[Opening MATERIAL FOR THIS EXERCISE section]

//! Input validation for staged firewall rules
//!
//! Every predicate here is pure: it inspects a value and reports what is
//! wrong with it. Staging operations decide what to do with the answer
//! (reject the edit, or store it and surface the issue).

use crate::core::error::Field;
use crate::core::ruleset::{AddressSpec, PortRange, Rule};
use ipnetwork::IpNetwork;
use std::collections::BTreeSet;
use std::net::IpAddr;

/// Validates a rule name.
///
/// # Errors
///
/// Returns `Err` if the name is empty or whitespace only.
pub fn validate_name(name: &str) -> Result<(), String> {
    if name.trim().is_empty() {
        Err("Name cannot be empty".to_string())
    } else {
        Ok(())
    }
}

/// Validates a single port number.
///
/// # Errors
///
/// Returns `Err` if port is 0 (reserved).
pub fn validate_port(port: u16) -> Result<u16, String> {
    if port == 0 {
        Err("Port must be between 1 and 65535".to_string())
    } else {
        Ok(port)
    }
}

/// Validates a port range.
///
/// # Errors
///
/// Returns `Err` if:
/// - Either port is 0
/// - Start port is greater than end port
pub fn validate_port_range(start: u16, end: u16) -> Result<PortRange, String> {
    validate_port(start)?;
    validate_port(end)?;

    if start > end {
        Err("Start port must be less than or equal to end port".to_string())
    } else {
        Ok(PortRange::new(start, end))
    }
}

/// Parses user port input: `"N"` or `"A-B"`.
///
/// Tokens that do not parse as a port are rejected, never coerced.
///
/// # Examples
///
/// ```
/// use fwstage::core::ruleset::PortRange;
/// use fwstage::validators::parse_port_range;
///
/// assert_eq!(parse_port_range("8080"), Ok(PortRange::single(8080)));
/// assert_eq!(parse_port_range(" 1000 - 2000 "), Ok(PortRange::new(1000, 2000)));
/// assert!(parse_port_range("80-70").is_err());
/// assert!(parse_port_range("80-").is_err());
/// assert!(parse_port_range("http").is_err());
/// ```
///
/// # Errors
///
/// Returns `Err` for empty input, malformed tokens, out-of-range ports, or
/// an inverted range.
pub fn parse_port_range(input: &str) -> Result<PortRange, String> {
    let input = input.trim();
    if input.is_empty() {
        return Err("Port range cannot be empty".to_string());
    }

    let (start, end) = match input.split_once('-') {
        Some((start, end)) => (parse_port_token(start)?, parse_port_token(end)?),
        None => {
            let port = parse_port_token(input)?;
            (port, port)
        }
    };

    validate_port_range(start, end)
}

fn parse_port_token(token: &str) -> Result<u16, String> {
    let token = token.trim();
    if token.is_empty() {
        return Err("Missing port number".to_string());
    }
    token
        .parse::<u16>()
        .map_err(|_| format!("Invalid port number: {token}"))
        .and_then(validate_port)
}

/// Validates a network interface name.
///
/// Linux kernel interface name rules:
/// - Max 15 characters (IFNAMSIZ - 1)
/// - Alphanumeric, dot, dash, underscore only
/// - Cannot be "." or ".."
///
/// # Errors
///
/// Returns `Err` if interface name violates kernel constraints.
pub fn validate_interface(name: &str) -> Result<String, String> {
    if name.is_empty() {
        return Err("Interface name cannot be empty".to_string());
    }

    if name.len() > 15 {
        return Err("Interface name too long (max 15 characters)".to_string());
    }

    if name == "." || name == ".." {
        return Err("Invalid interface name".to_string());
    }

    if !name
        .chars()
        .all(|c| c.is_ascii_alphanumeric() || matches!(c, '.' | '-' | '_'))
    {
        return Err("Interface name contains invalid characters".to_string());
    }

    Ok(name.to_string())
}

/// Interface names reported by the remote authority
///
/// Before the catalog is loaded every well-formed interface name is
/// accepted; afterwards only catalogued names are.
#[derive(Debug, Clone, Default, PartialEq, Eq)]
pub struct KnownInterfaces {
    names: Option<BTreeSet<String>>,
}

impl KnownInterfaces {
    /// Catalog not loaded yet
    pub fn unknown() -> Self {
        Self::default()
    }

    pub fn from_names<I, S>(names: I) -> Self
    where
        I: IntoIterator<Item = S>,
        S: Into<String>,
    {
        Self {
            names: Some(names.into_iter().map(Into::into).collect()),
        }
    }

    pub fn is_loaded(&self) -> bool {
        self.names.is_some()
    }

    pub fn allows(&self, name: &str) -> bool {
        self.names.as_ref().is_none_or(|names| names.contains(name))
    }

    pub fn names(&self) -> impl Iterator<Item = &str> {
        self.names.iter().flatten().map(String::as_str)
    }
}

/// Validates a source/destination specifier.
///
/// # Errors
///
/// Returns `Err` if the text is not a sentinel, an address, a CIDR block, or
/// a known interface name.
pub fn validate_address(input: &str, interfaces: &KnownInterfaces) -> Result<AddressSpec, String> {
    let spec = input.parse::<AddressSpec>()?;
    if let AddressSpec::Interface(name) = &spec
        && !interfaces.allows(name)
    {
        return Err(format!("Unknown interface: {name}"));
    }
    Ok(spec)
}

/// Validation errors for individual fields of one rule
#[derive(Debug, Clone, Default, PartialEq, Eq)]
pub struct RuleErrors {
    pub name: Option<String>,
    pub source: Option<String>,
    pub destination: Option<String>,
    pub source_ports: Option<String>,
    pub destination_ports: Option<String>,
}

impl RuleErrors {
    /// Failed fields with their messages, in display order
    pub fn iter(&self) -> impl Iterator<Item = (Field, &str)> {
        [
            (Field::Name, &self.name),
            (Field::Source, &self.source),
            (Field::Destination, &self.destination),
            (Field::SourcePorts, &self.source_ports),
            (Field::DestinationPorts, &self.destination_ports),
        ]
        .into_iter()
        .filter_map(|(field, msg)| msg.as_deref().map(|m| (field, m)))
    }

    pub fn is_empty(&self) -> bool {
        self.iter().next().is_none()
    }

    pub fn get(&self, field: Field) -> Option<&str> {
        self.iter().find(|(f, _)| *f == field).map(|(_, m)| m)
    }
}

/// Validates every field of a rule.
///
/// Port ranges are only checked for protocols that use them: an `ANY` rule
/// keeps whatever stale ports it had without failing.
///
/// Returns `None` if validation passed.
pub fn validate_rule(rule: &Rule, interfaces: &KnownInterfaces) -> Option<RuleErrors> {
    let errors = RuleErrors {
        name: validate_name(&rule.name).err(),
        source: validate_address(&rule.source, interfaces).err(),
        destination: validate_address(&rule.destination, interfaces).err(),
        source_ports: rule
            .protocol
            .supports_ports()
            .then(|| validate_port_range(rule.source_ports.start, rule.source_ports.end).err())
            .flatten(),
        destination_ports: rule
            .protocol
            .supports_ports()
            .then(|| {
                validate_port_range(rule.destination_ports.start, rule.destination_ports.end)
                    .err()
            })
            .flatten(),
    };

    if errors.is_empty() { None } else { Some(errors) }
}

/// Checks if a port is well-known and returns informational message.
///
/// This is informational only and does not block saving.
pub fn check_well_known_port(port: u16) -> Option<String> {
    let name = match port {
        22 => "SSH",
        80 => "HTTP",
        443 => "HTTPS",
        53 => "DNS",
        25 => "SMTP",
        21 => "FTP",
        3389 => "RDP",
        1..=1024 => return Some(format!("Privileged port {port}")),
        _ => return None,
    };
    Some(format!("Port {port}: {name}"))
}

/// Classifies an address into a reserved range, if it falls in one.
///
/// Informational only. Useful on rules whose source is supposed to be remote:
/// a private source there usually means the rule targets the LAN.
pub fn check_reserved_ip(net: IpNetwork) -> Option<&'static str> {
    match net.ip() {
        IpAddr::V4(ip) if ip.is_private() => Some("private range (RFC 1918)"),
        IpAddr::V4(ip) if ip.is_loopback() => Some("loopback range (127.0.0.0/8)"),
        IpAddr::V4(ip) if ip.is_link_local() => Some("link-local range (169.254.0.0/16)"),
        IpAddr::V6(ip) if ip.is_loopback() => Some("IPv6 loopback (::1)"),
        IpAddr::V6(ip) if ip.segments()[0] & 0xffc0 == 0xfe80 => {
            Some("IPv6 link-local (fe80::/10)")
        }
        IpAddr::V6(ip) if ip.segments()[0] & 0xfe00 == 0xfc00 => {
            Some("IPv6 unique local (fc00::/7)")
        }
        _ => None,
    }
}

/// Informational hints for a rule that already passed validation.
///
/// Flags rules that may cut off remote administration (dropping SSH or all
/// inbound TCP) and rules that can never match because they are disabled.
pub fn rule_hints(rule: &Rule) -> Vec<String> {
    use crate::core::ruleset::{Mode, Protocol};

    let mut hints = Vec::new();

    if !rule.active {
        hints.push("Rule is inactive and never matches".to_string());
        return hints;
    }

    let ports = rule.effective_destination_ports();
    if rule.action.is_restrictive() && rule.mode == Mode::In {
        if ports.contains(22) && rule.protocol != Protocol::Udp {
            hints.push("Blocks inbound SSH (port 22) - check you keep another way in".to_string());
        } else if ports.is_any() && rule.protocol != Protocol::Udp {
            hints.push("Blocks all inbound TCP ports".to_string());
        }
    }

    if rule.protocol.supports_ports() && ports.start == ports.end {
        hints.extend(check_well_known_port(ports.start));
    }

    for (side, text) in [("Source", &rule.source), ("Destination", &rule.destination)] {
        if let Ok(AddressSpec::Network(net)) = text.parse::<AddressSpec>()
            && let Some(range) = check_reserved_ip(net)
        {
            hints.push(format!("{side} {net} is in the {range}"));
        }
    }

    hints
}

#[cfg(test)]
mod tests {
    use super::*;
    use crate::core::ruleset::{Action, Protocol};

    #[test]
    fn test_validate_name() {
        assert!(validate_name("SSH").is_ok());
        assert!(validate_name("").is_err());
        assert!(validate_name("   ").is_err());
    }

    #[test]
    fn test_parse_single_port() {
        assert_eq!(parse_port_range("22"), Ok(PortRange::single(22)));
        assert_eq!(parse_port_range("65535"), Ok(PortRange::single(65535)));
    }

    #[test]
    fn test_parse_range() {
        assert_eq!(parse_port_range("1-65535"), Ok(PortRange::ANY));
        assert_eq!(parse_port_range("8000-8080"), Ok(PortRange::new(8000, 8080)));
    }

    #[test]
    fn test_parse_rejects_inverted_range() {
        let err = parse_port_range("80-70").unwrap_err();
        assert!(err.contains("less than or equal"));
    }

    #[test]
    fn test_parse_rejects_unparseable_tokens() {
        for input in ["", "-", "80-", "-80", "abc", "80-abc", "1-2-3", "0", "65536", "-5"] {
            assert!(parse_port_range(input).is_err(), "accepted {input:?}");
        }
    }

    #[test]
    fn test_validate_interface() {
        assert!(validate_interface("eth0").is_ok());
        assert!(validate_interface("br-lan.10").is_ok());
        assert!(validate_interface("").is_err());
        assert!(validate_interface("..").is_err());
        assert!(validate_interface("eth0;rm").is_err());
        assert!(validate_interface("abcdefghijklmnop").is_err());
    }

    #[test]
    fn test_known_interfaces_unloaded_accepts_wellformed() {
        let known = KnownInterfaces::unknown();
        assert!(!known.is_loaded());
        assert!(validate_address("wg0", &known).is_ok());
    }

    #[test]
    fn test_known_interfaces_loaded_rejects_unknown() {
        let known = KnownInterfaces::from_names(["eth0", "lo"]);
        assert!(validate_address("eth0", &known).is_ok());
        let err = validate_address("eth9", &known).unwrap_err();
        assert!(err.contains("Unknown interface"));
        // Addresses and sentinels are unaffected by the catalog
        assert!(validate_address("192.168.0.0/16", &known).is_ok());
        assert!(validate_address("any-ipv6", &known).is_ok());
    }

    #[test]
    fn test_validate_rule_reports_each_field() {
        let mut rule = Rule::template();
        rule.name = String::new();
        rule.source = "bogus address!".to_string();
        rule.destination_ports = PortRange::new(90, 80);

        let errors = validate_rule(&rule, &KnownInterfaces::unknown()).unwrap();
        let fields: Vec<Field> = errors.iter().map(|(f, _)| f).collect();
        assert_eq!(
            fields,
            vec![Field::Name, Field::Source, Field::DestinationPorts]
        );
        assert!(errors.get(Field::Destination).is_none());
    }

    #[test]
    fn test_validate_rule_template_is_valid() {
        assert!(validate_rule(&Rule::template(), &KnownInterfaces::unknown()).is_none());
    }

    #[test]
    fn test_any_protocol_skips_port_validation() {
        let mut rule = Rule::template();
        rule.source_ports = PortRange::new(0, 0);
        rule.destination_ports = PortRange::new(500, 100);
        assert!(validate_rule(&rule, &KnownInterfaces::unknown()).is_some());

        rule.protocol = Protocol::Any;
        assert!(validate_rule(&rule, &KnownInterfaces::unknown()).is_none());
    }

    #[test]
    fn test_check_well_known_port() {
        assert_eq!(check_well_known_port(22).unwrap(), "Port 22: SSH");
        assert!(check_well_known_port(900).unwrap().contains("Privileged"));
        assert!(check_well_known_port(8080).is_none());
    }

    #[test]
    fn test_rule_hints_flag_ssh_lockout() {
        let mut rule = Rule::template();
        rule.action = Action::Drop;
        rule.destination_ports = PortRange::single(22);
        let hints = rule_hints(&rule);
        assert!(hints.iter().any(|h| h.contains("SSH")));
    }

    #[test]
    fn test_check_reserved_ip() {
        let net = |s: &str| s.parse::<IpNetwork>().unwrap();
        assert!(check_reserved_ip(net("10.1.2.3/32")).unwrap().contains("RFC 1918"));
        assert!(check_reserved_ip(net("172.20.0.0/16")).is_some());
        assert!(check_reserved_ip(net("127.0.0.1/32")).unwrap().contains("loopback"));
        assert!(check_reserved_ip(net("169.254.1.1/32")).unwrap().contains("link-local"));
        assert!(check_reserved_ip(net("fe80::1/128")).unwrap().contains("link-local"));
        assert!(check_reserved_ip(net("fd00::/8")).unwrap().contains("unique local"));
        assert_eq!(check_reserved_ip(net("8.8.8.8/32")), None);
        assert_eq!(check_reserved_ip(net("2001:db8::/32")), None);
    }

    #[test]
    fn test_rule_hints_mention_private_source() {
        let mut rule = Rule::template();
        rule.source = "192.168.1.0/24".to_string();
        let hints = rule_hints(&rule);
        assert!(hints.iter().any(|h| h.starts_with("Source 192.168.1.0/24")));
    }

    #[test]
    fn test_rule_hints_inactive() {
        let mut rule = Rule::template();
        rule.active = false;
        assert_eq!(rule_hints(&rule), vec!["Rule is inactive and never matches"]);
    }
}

[Closing MATERIAL FOR THIS EXERCISE section]

## WHAT NEEDS TO BE DONE
Exactly as written, please reproduce the lines from the first line of the data to the line containing "use std::net::IpAddr;", inclusive, and nothing else.

## WRITTEN ANSWER
//! Input validation for staged firewall rules
//!
//! Every predicate here is pure: it inspects a value and reports what is
//! wrong with it. Staging operations decide what to do with the answer
//! (reject the edit, or store it and surface the issue).

use crate::core::error::Field;
use crate::core::ruleset::{AddressSpec, PortRange, Rule};
use ipnetwork::IpNetwork;
use std::collections::BTreeSet;
use std::net::IpAddr;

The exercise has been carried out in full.